Task directions:
In the entries below, the lines from the one with "filename src/client/error.rs" through the one with "on the server" are to be copied exactly; both ends count.

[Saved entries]
▬▬▬▬▬▬
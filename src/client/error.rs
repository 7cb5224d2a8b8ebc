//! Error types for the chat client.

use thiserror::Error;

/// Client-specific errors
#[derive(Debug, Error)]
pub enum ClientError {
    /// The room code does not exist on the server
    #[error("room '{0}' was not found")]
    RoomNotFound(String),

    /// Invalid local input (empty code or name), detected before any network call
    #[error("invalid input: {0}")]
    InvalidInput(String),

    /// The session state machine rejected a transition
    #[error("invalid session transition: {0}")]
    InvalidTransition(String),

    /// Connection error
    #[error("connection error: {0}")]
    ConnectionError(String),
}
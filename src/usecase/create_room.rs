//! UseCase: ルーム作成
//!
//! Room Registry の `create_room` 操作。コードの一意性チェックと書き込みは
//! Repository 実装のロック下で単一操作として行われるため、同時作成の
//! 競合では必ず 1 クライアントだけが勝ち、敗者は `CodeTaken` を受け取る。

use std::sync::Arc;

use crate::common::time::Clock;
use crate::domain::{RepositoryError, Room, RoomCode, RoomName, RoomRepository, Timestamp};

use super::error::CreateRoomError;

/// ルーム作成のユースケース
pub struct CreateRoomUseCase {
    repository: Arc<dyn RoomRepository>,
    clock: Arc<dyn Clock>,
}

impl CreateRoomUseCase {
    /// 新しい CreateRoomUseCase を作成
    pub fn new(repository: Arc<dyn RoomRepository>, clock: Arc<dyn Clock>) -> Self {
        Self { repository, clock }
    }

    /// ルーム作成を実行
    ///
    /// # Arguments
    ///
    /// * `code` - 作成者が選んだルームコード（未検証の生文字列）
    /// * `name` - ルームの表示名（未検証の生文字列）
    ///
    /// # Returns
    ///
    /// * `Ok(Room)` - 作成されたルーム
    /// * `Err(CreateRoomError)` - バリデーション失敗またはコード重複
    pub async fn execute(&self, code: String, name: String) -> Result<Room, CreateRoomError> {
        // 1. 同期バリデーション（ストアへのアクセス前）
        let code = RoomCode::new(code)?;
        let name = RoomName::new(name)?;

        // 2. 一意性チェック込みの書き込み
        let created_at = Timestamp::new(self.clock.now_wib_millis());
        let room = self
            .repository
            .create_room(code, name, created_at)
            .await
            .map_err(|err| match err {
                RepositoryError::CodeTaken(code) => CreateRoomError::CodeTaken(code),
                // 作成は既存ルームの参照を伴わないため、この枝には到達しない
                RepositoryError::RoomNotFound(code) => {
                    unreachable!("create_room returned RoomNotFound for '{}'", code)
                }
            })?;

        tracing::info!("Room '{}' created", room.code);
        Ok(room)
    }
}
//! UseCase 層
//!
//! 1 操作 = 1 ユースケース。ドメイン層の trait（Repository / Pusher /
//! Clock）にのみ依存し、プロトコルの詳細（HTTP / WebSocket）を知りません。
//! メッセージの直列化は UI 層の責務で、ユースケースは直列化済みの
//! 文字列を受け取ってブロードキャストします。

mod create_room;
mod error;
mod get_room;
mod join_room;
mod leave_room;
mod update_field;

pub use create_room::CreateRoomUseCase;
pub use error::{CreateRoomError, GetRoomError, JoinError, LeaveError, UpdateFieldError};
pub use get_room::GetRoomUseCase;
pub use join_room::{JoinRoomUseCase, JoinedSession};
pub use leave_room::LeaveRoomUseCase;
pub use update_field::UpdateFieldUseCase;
▬▬▬▬▬▬
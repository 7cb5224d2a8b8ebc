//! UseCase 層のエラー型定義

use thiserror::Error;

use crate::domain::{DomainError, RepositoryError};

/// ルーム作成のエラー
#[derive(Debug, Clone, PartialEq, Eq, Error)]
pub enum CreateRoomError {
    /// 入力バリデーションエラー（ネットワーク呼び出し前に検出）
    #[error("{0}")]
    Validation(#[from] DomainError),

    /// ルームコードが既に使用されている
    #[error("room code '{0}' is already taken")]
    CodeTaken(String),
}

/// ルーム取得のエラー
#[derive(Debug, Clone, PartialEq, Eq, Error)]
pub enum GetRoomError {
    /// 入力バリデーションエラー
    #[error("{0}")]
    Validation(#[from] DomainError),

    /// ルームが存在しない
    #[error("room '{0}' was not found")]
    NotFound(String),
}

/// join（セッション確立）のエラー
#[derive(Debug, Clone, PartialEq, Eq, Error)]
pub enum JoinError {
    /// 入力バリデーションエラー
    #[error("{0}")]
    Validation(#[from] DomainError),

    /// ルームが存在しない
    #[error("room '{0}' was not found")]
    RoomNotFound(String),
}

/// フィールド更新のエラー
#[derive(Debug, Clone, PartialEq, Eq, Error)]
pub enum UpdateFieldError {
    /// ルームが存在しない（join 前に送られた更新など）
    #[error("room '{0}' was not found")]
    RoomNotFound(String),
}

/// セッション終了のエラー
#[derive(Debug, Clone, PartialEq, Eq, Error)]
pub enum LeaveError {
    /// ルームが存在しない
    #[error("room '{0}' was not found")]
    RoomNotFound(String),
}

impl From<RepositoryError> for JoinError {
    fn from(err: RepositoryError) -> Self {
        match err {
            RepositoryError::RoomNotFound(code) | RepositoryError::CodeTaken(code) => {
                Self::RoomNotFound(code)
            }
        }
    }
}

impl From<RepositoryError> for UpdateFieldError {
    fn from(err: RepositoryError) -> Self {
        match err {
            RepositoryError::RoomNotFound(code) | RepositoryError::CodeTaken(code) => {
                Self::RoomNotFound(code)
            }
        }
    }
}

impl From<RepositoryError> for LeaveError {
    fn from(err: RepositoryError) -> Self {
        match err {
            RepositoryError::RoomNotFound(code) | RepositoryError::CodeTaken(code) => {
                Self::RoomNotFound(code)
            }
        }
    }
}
▬▬▬▬▬▬
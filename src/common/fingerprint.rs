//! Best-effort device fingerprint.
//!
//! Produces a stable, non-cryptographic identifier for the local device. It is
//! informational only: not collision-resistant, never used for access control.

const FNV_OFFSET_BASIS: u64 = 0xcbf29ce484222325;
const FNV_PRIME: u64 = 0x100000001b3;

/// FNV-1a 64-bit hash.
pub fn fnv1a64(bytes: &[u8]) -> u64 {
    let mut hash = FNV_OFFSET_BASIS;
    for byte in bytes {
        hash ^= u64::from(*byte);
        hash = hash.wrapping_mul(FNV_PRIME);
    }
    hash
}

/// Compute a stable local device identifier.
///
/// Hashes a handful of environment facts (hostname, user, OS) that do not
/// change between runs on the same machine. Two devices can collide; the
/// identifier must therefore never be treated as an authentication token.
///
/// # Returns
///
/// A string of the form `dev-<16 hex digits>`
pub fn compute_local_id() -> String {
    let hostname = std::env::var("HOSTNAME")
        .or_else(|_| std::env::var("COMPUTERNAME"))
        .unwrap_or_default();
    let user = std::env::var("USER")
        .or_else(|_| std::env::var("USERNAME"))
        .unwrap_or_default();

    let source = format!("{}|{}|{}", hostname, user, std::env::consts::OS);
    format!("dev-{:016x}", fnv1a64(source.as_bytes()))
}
▬▬▬▬▬▬
Result:
filename src/client/error.rs
repository 7cb5224d2a8b8ebc
//! Error types for the chat client.

use thiserror::Error;

/// Client-specific errors
#[derive(Debug, Error)]
pub enum ClientError {
    /// The room code does not exist on the server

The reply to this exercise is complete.